Make an exact copy of the records below. Include every line.

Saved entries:
- Opening Delimiter -

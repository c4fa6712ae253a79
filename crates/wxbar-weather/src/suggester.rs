//! Host-facing entry point: one call per keystroke, bounded by a timeout.

use std::sync::Arc;
use std::time::Duration;

use crate::gate::{Activation, InactiveReason, WeatherGate};
use crate::suggestion::{Suggestion, SuggestionBuilder};

pub struct WeatherSuggester {
    gate: Arc<WeatherGate>,
    builder: SuggestionBuilder,
    query_timeout: Duration,
}

impl WeatherSuggester {
    pub fn new(
        gate: Arc<WeatherGate>,
        builder: SuggestionBuilder,
        query_timeout: Duration,
    ) -> Self {
        Self {
            gate,
            builder,
            query_timeout,
        }
    }

    pub fn gate(&self) -> &Arc<WeatherGate> {
        &self.gate
    }

    /// Activate for `search` and build the suggestion from the cached entry.
    ///
    /// A run that outlives the timeout is dropped and its token abandoned, so
    /// it can neither cache nor negative-cache anything afterwards.
    pub async fn query(&self, search: &str) -> Result<Suggestion, InactiveReason> {
        let token = self.gate.begin_query();

        let activation =
            match tokio::time::timeout(self.query_timeout, self.gate.run(search, &token)).await {
                Ok(activation) => activation,
                Err(_) => {
                    tracing::debug!(query = token.id(), "Weather query timed out");
                    self.gate.abandon(&token);
                    Activation::Inactive(InactiveReason::TimedOut)
                }
            };

        match activation {
            Activation::Ready(entry) => Ok(self.builder.build(&entry)),
            Activation::Inactive(reason) => Err(reason),
        }
    }

    /// Build a suggestion from whatever is cached for `search`, without
    /// starting a lookup.
    pub fn cached(&self, search: &str) -> Option<Suggestion> {
        self.gate.lookup(search).map(|entry| self.builder.build(&entry))
    }
}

- Closing Delimiter -

• _ANSWER BOX_:
repository c4fa6712ae253a79
filename crates/wxbar-weather/src/suggester.rs
//! Host-facing entry point: one call per keystroke, bounded by a timeout.

use std::sync::Arc;
use std::time::Duration;

use crate::gate::{Activation, InactiveReason, WeatherGate};
use crate::suggestion::{Suggestion, SuggestionBuilder};

pub struct WeatherSuggester {
    gate: Arc<WeatherGate>,
    builder: SuggestionBuilder,
    query_timeout: Duration,
}

impl WeatherSuggester {
    pub fn new(
        gate: Arc<WeatherGate>,
        builder: SuggestionBuilder,
        query_timeout: Duration,
    ) -> Self {
        Self {
            gate,
            builder,
            query_timeout,
        }
    }

    pub fn gate(&self) -> &Arc<WeatherGate> {
        &self.gate
    }

    /// Activate for `search` and build the suggestion from the cached entry.
    ///
    /// A run that outlives the timeout is dropped and its token abandoned, so
    /// it can neither cache nor negative-cache anything afterwards.
    pub async fn query(&self, search: &str) -> Result<Suggestion, InactiveReason> {
        let token = self.gate.begin_query();

        let activation =
            match tokio::time::timeout(self.query_timeout, self.gate.run(search, &token)).await {
                Ok(activation) => activation,
                Err(_) => {
                    tracing::debug!(query = token.id(), "Weather query timed out");
                    self.gate.abandon(&token);
                    Activation::Inactive(InactiveReason::TimedOut)
                }
            };

        match activation {
            Activation::Ready(entry) => Ok(self.builder.build(&entry)),
            Activation::Inactive(reason) => Err(reason),
        }
    }

    /// Build a suggestion from whatever is cached for `search`, without
    /// starting a lookup.
    pub fn cached(&self, search: &str) -> Option<Suggestion> {
        self.gate.lookup(search).map(|entry| self.builder.build(&entry))
    }
}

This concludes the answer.